In refusing to hold a hearing or reconsider the order
setting attorney fees and costs, the court relied on our
language in Continental Ins. Co. v. Horton (1980), Mont.
, 613 P.2d 1011, 1013, 37 St.Rep. 1244, 1246, where we
stated that:
"The method used to fix attorney fees is
discretionary with the Workers' Compensation judge,
and the matter of allowing a hearing considering
attorney fees is also discretionary."
We did not mean, however, that the discretion of the Workers'
Compensation Court was unbounded. Here the court awarded a
fee of $5,750 without ever stating why it disregarded the
claim of the attorney to a fee of $11,372, based on an hourly
charge of $60. The order reducing costs recovered was also
not explained. The error of the court is compounded here
because a factual dispute exists as to whether opposing
counsel had agreed to the amount of the attorney fee and the
amount of costs. This factual dispute was never resolved
before the court entered its order denying the motion for a
hearing. Clearly, this was an abuse of discretion.

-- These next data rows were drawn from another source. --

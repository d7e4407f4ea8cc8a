// MIT License
// Copyright (c) 2024 Graham King

use crate::article::Article;
use crate::canonical_url;
use crate::error::MetricError;

use super::Comparator;

/// 1.0 when both canonical URLs are present and identical, 0.0 otherwise.
/// A missing URL is a non-match so the column is always filled.
pub struct UrlCheck;

impl Comparator for UrlCheck {
    fn score(&mut self, new: &Article, approved: &Article) -> Result<f64, MetricError> {
        let same = canonical_url::urls_match(new.url.as_deref(), approved.url.as_deref());
        Ok(if same { 1.0 } else { 0.0 })
    }
}
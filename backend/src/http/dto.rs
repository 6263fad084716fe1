//! Data Transfer Objects for the HTTP API.

use serde::{Deserialize, Serialize};

/// Query string of `GET /tces`.
///
/// Both fields are kept as raw strings; validation happens in the handler so
/// malformed input gets the HTML error page rather than axum's plain-text
/// rejection.
#[derive(Debug, Clone, Default, Serialize, Deserialize)]
pub struct TceQuery {
    pub tic: Option<String>,
    pub pipeline: Option<String>,
}

/// Readability of each database file.
#[derive(Debug, Clone, Serialize, Deserialize)]
pub struct DatabaseStatus {
    pub spoc: bool,
    pub tess_spoc: bool,
}

/// Health check response.
#[derive(Debug, Clone, Serialize, Deserialize)]
pub struct HealthResponse {
    pub status: String,
    pub version: String,
    pub databases: DatabaseStatus,
}
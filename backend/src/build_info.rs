//! Build identification shown on the home page.
//!
//! The deploy step writes the commit SHA into `build.txt` next to the server
//! executable. It is read once at startup.

use std::fs;
use std::path::Path;

use serde::Serialize;
use tracing::warn;

use crate::db::config::executable_dir;

pub const BUILD_FILE_NAME: &str = "build.txt";

/// Number of characters shown for the abbreviated SHA.
const SHORT_SHA_LEN: usize = 8;

#[derive(Debug, Clone, Default, PartialEq, Eq, Serialize)]
pub struct BuildInfo {
    sha: String,
}

impl BuildInfo {
    pub fn new(sha: impl Into<String>) -> Self {
        Self { sha: sha.into() }
    }

    /// First line of the file at `path`. A missing or unreadable file yields
    /// an empty `BuildInfo`.
    pub fn load(path: &Path) -> Self {
        match fs::read_to_string(path) {
            Ok(content) => Self::new(content.lines().next().unwrap_or("").trim()),
            Err(e) => {
                warn!(path = %path.display(), error = %e, "build info not available");
                Self::default()
            }
        }
    }

    /// `build.txt` in the directory of the running executable.
    pub fn from_executable_dir() -> Self {
        Self::load(&executable_dir().join(BUILD_FILE_NAME))
    }

    pub fn sha(&self) -> &str {
        &self.sha
    }

    pub fn short_sha(&self) -> &str {
        match self.sha.char_indices().nth(SHORT_SHA_LEN) {
            Some((idx, _)) => &self.sha[..idx],
            None => &self.sha,
        }
    }
}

In Wight v. Hughes Livestock Company (Decided May 16,
1983) Mont. -I - P.2d 40 St.Rep. 696 we
modified our holding in Continental on the attorney fee
question and the requirement of holding a hearing. Under our
guidelines set forth in Continental, we recognized the
occasional necessity for an evidentiary hearing. Although
our holding in Continental is not directly applicable to this
factual situation, the fact remains that the issues involved
here can be resolved only by an evidentiary hearing. Under
Wight whatever fee is awarded must be paid entirely by the
insurance carrier.
The orders of the Workers' Compensation Court are
vacated and. the cause remanded for an evidentiary hearing.